Venus Over Manhattan’s Peter Saul presents a timely painting from 1996, entitled Art Critic Suicide. In Saul’s typical form, which is best described as a melted combination of Pop Art and Surrealism, he depicts the late art critics Peter Schjedahl and Hilton Kramer. Saul actually made this work in response to their negative reviews of his art. The two-headed satirical portrait of the two critics is adorned with comical blood spurts, injections with label of what art is, and captions, one which states, “Too stupid to look at pictures they think about art.” These overlapping, cartoonish figures are juiced up with a manic palette, chaos, and violence. Though his message seems harsh, it underscores the ever-importance of the relationship between artist and critic, and how much Schjedahl and Kramers’ engagement meant to Saul and his work.
For its twentieth edition, Art Basel Miami Beach has nearly 300 galleries participating from all over the world, including twenty-six first-time participants. It will be the largest showing to date. The fair, known for its flashy and sometimes shallow atmosphere, with its famous and scene-y VIPs (Venus Williams and Sylvester Stallone have already been spotted at the VIP opening), may not be the most conducive place to contemplate art. But, if you happen to find yourself in Miami with a ticket, here are the booths that we suggest you check out.
David Zwirner’s booth this year features all the regulars in their roster: Cy Twombly, Yayoi Kusama, Alice Neel, and Lisa Yuskavage. But a stand out is the Kerry James Marshall work on view, Untitled (Blot) is from his 2015 series of ink blots. This large-scale canvas is filled with abstract markings of whites and grays with hints of technicolor. This series is a departure from his usual oeuvre of large paintings that portray African Americans and deal with issues of identity and individualism. On the surface, this blot work does not seem to go along with that messaging. But this single abstract canvas underscores the delicate link between representation and the real world more generally. Fabrication and form to Marshall are always open to reinvention.

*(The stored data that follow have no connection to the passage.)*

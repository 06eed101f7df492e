/// Integration tests with mocked external APIs
/// Exercises the email and enrichment clients without hitting real services
use flowmeet_api::config::Config;
use flowmeet_api::enrichment::{EnrichmentProvider, EnrichmentRequest, HttpEnrichmentProvider};
use flowmeet_api::mailer::{EmailMessage, Mailer, ResendMailer};
use std::time::Duration;
use wiremock::matchers::{body_partial_json, header, method, path, query_param};
use wiremock::{Mock, MockServer, ResponseTemplate};

/// Helper function to create test config
fn create_test_config(resend_base_url: String, max_attempts: u32) -> Config {
    let mut config = Config::for_tests();
    config.resend_base_url = resend_base_url;
    config.mail_max_attempts = max_attempts;
    config
}

fn message() -> EmailMessage {
    EmailMessage {
        to: "jane@acme.io".to_string(),
        subject: "Book a meeting".to_string(),
        html: "<p>Hi</p>".to_string(),
    }
}

#[tokio::test]
async fn test_resend_successful_send() {
    let mock_server = MockServer::start().await;

    Mock::given(method("POST"))
        .and(path("/emails"))
        .and(header("Authorization", "Bearer re_test"))
        .and(body_partial_json(serde_json::json!({
            "to": "jane@acme.io",
            "subject": "Book a meeting",
            "from": "FlowMeet <noreply@flowmeet.com>"
        })))
        .respond_with(ResponseTemplate::new(200).set_body_json(serde_json::json!({ "id": "em_1" })))
        .expect(1)
        .mount(&mock_server)
        .await;

    let config = create_test_config(mock_server.uri(), 3);
    let mailer = ResendMailer::new(&config, "re_test".to_string()).unwrap();

    let result = mailer.send(&message()).await;
    assert!(result.is_ok());
}

#[tokio::test]
async fn test_resend_retries_transient_failure() {
    let mock_server = MockServer::start().await;

    Mock::given(method("POST"))
        .and(path("/emails"))
        .respond_with(ResponseTemplate::new(503))
        .up_to_n_times(1)
        .with_priority(1)
        .mount(&mock_server)
        .await;

    Mock::given(method("POST"))
        .and(path("/emails"))
        .respond_with(ResponseTemplate::new(200).set_body_json(serde_json::json!({ "id": "em_2" })))
        .expect(1)
        .mount(&mock_server)
        .await;

    let config = create_test_config(mock_server.uri(), 3);
    let mailer = ResendMailer::new(&config, "re_test".to_string())
        .unwrap()
        .with_retry_delay(Duration::from_millis(1));

    assert!(mailer.send(&message()).await.is_ok());
}

#[tokio::test]
async fn test_resend_gives_up_after_budget() {
    let mock_server = MockServer::start().await;

    Mock::given(method("POST"))
        .and(path("/emails"))
        .respond_with(ResponseTemplate::new(422).set_body_string("invalid recipient"))
        .expect(2)
        .mount(&mock_server)
        .await;

    let config = create_test_config(mock_server.uri(), 2);
    let mailer = ResendMailer::new(&config, "re_test".to_string())
        .unwrap()
        .with_retry_delay(Duration::from_millis(1));

    let err = mailer.send(&message()).await.unwrap_err();
    assert!(err.to_string().contains("422"));
}

#[tokio::test]
async fn test_resend_stops_retrying_when_send_budget_is_spent() {
    let mock_server = MockServer::start().await;

    Mock::given(method("POST"))
        .and(path("/emails"))
        .respond_with(ResponseTemplate::new(503).set_delay(Duration::from_millis(400)))
        .mount(&mock_server)
        .await;

    let config = create_test_config(mock_server.uri(), 20);
    let mailer = ResendMailer::new(&config, "re_test".to_string())
        .unwrap()
        .with_retry_delay(Duration::from_millis(1))
        .with_send_budget(Duration::from_secs(1));

    let started = std::time::Instant::now();
    let err = mailer.send(&message()).await.unwrap_err();

    assert!(started.elapsed() < Duration::from_secs(3));
    assert!(err.to_string().contains("not sent within"));
}

#[tokio::test]
async fn test_enrichment_lookup_success() {
    let mock_server = MockServer::start().await;

    Mock::given(method("GET"))
        .and(path("/v1/companies"))
        .and(query_param("name", "Acme"))
        .and(query_param("domain", "acme.io"))
        .and(header("Authorization", "Bearer ws-key"))
        .respond_with(ResponseTemplate::new(200).set_body_json(serde_json::json!({
            "name": "Acme Inc",
            "annual_revenue": 42000000.0,
            "employee_count": 250,
            "industry": "Software"
        })))
        .mount(&mock_server)
        .await;

    let provider = HttpEnrichmentProvider::new(&mock_server.uri(), Duration::from_secs(2)).unwrap();
    let profile = provider
        .lookup_company(
            EnrichmentRequest {
                company: Some("Acme"),
                email: "jane@acme.io",
            },
            "ws-key",
        )
        .await
        .unwrap();

    assert_eq!(profile.name.as_deref(), Some("Acme Inc"));
    assert_eq!(profile.employee_count, Some(250));
    assert!(profile.is_high_revenue(10_000_000.0));
}

#[tokio::test]
async fn test_enrichment_unknown_company() {
    let mock_server = MockServer::start().await;

    Mock::given(method("GET"))
        .and(path("/v1/companies"))
        .respond_with(ResponseTemplate::new(404))
        .mount(&mock_server)
        .await;

    let provider = HttpEnrichmentProvider::new(&mock_server.uri(), Duration::from_secs(2)).unwrap();
    let profile = provider
        .lookup_company(
            EnrichmentRequest {
                company: Some("Nobody"),
                email: "x@nobody.dev",
            },
            "ws-key",
        )
        .await
        .unwrap();

    assert!(!profile.is_high_revenue(0.0));
}

#[tokio::test]
async fn test_enrichment_api_error() {
    let mock_server = MockServer::start().await;

    Mock::given(method("GET"))
        .and(path("/v1/companies"))
        .respond_with(ResponseTemplate::new(500).set_body_string("Internal Server Error"))
        .mount(&mock_server)
        .await;

    let provider = HttpEnrichmentProvider::new(&mock_server.uri(), Duration::from_secs(2)).unwrap();
    let result = provider
        .lookup_company(
            EnrichmentRequest {
                company: Some("Acme"),
                email: "jane@acme.io",
            },
            "ws-key",
        )
        .await;

    assert!(result.is_err());
}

Also at Art Basel Miami Beach are a multitude of special exhibitions apart from the main fair. One such is the Kabinett sector, which Art Basel boasts as a “booth within a booth,” a section with 29 galleries from within the fair that offers concisely curated exhibitions. Hirschl & Adler Modern Gallery from New York presents a unique and exciting group of paintings by George Tooker (1920-2011). Tooker was an American figurative painter who is associated with magic realism and social realism. His subjects are depicted naturally as in a photograph, but by using ambiguous perspectives and flat tones, Tooker subverts reality. In his work at the fair, Stations of the Cross (1984), fourteen tiles form a pyramid depicting the passion of Christ by only showing his hands. The hands are like flashbacks, shown in various states – on the top right, two hands reach to the sky, while on the lower left a limp hand is nailed to the cross with blood dripping down.
In the Meridians section of the fair, six monumental installations, paintings, and performances are highlighted. One such exhibitor is Kavi Gupta Gallery, a Chicago-based gallery. Kavi Gupta’s mission is to amplify the voices of diverse and underrepresented artists, which is a nice and needed change in both the art world at large and especially in Miami’s art scene. For their Meridians section, they’ve installed Devan Shimoyama’s large-scale installation, “The Grove.” A jewel-encrusted sculptural quartet glitters in the center of the room. In form, they could be trees in a forest, or columns from an ancient temple, but in design, they are an explosion of campy colors and hold an excess of stuff at their stumps. These mismatched shoes and silk flowers are meant to reference community traditions of spontaneous memorials and offer a sense of somber reflection in the face of the divine crystal-covered trees.
The fair takes place at Miami Beach Convention Center (MBCC), Miami Beach, Florida, USA. It is hosted over 500,000 square feet of exhibition space.